Brett Dennen
Daytrotter Session - Oct 24, 2011
- Comeback Kid (That’s My Dog)
- Can’t Stop Thinking
- Intro/When You Feel It
Brett Dennen has problems. They’re those good problems to have though. He cares too much and he feels too much. His stress is that eustress that’s so hard to come by. He seems to have the market cornered. The singer-songwriter from Northern California, sometimes concerns himself with worldly issues – in fact, we know that he’s a humanitarian and likely worries about others more than he does himself – but the problems that he gets to writing about most of the time are those that come from having a huge heart, or an easily smitten one. He bothers himself with the need to find and be in love and, if we were to stack up all of the things that we can worry about, this is one that straddles the line between good and bad. While it’s the most important thing to find out there in the wilderness, love is more for the sportsman. It’s as enjoyable as it is anguishing. It’s as beautifully complicated as it is discouraging. He probably finds some kind of safety in the way that the search is always different, but ultimately the same. He seems to find himself immersed in the pleasures of preoccupation, of getting it so bad for a pretty thing that it makes him sick. It’s like sun poisoning, only the poisoning never happens and it’s more just a basking in it. It’s going overboard and realizing that you’re not going to drown in those waters, but rather have a breakthrough and discover that, after some scary struggling and thrashing, that you can actually breathe underwater and that everything’s going to be just fine. It’s taking the plunge into the open depths of that thing called love and recognizing that, even when it’s bad, there are innumerably more parts that are good and worthwhile.
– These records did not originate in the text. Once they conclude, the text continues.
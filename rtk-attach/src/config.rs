//! Attach configuration.
//!
//! Defaults suit an RTL8723D on a 3-wire UART. Environment variables can
//! override the firmware location and timing; command-line flags are applied
//! on top by the binary.

use std::{path::PathBuf, time::Duration};

use crate::transport::SerialFraming;

/// Everything the attach sequence needs to know up front.
#[derive(Debug, Clone)]
pub struct AttachConfig {
    /// UART device node, e.g. `/dev/ttyS1`.
    pub device: String,

    /// Rate the chip listens at after power-up.
    pub initial_baud: u32,

    /// Rate to run at once the firmware is loaded.
    pub target_baud: u32,

    /// Use RTS/CTS.
    pub hardware_flow_control: bool,

    pub firmware_dir: PathBuf,
    pub firmware_file: String,
    pub config_file: String,

    /// LMP subversion reported by a chip that is already running the patch.
    pub patched_subversion: u16,

    /// Longest wait for one complete frame.
    pub frame_timeout: Duration,

    /// Frames (or failed reads) one event wait may consume.
    pub event_attempts: usize,

    /// Pause between the chip acknowledging a baud change and the local switch.
    pub baud_settle: Duration,

    /// Pause after every HCI reset.
    pub reset_delay: Duration,
}

impl AttachConfig {
    pub fn new(device: impl Into<String>) -> Self {
        Self {
            device: device.into(),
            initial_baud: 115_200,
            target_baud: 1_500_000,
            hardware_flow_control: false,
            firmware_dir: PathBuf::from("/lib/firmware/rtlbt"),
            firmware_file: "rtl8723d_fw.bin".into(),
            config_file: "rtl8723d_config.bin".into(),
            patched_subversion: 0x8723,
            frame_timeout: Duration::from_secs(1),
            event_attempts: 10,
            baud_settle: Duration::from_millis(50),
            reset_delay: Duration::from_secs(1),
        }
    }

    /// Defaults with environment overrides applied.
    ///
    /// # Environment Variables
    ///
    /// - `RTK_ATTACH_FIRMWARE_DIR`: directory holding firmware and config
    /// - `RTK_ATTACH_SETTLE_MS`: pause after a baud change request
    /// - `RTK_ATTACH_RESET_DELAY_MS`: pause after each HCI reset
    /// - `RTK_ATTACH_FRAME_TIMEOUT_MS`: per-frame receive timeout (at least 1)
    /// - `RTK_ATTACH_EVENT_ATTEMPTS`: event wait budget (at least 1)
    ///
    /// Values that do not parse are ignored.
    pub fn from_env(device: impl Into<String>) -> Self {
        let mut config = Self::new(device);

        if let Ok(dir) = std::env::var("RTK_ATTACH_FIRMWARE_DIR") {
            config.firmware_dir = PathBuf::from(dir);
        }
        if let Some(ms) = env_number("RTK_ATTACH_SETTLE_MS") {
            config.baud_settle = Duration::from_millis(ms);
        }
        if let Some(ms) = env_number("RTK_ATTACH_RESET_DELAY_MS") {
            config.reset_delay = Duration::from_millis(ms);
        }
        if let Some(ms) = env_number("RTK_ATTACH_FRAME_TIMEOUT_MS") {
            config.frame_timeout = Duration::from_millis(ms.max(1));
        }
        if let Some(attempts) = env_number("RTK_ATTACH_EVENT_ATTEMPTS") {
            config.event_attempts = (attempts as usize).max(1);
        }

        config
    }

    pub fn framing(&self) -> SerialFraming {
        SerialFraming::eight_n_one(self.hardware_flow_control)
    }

    pub fn firmware_path(&self) -> PathBuf {
        self.firmware_dir.join(&self.firmware_file)
    }

    pub fn config_path(&self) -> PathBuf {
        self.firmware_dir.join(&self.config_file)
    }
}

fn env_number(name: &str) -> Option<u64> {
    std::env::var(name).ok().and_then(|s| s.trim().parse().ok())
}

#[cfg(test)]
mod tests {
    use super::*;
    use serial_test::serial;

    const VARS: [&str; 5] = [
        "RTK_ATTACH_FIRMWARE_DIR",
        "RTK_ATTACH_SETTLE_MS",
        "RTK_ATTACH_RESET_DELAY_MS",
        "RTK_ATTACH_FRAME_TIMEOUT_MS",
        "RTK_ATTACH_EVENT_ATTEMPTS",
    ];

    fn clear_env() {
        for var in VARS {
            std::env::remove_var(var);
        }
    }

    #[test]
    #[serial]
    fn defaults_without_environment() {
        clear_env();

        let config = AttachConfig::from_env("/dev/ttyS1");

        assert_eq!(config.initial_baud, 115_200);
        assert_eq!(config.target_baud, 1_500_000);
        assert_eq!(
            config.firmware_path(),
            PathBuf::from("/lib/firmware/rtlbt/rtl8723d_fw.bin")
        );
        assert_eq!(
            config.config_path(),
            PathBuf::from("/lib/firmware/rtlbt/rtl8723d_config.bin")
        );
        assert_eq!(config.frame_timeout, Duration::from_secs(1));
        assert_eq!(config.event_attempts, 10);
        assert_eq!(config.baud_settle, Duration::from_millis(50));
        assert_eq!(config.reset_delay, Duration::from_secs(1));
    }

    #[test]
    #[serial]
    fn environment_overrides() {
        clear_env();
        std::env::set_var("RTK_ATTACH_FIRMWARE_DIR", "/tmp/rtlbt");
        std::env::set_var("RTK_ATTACH_SETTLE_MS", "200");
        std::env::set_var("RTK_ATTACH_RESET_DELAY_MS", "0");
        std::env::set_var("RTK_ATTACH_EVENT_ATTEMPTS", "3");

        let config = AttachConfig::from_env("/dev/ttyS1");
        clear_env();

        assert_eq!(
            config.firmware_path(),
            PathBuf::from("/tmp/rtlbt/rtl8723d_fw.bin")
        );
        assert_eq!(config.baud_settle, Duration::from_millis(200));
        assert_eq!(config.reset_delay, Duration::ZERO);
        assert_eq!(config.event_attempts, 3);
    }

    #[test]
    #[serial]
    fn unparsable_or_zero_budgets_are_ignored_or_clamped() {
        clear_env();
        std::env::set_var("RTK_ATTACH_FRAME_TIMEOUT_MS", "soon");
        std::env::set_var("RTK_ATTACH_EVENT_ATTEMPTS", "0");

        let config = AttachConfig::from_env("/dev/ttyS1");
        clear_env();

        assert_eq!(config.frame_timeout, Duration::from_secs(1));
        assert_eq!(config.event_attempts, 1);
    }
}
Dennen touches and absorbs this sentiment. He appreciates the situations that can arise and he meets them head-on, with dimples in his cheeks and an isn’t-this-the-greatest smile. He’s one of those mellow fellas that you have a hard time ever picturing being cross or worked up. You can’t see him blowing his lid or letting himself lose his temper over something miniscule or even something important. He seems to ride the waves and the undulations of the unpredictability of love. He’s a sightseer and a lover of it. There’s a holiness to it that he never loses sight of. The magnificence of it never catches him off-guard.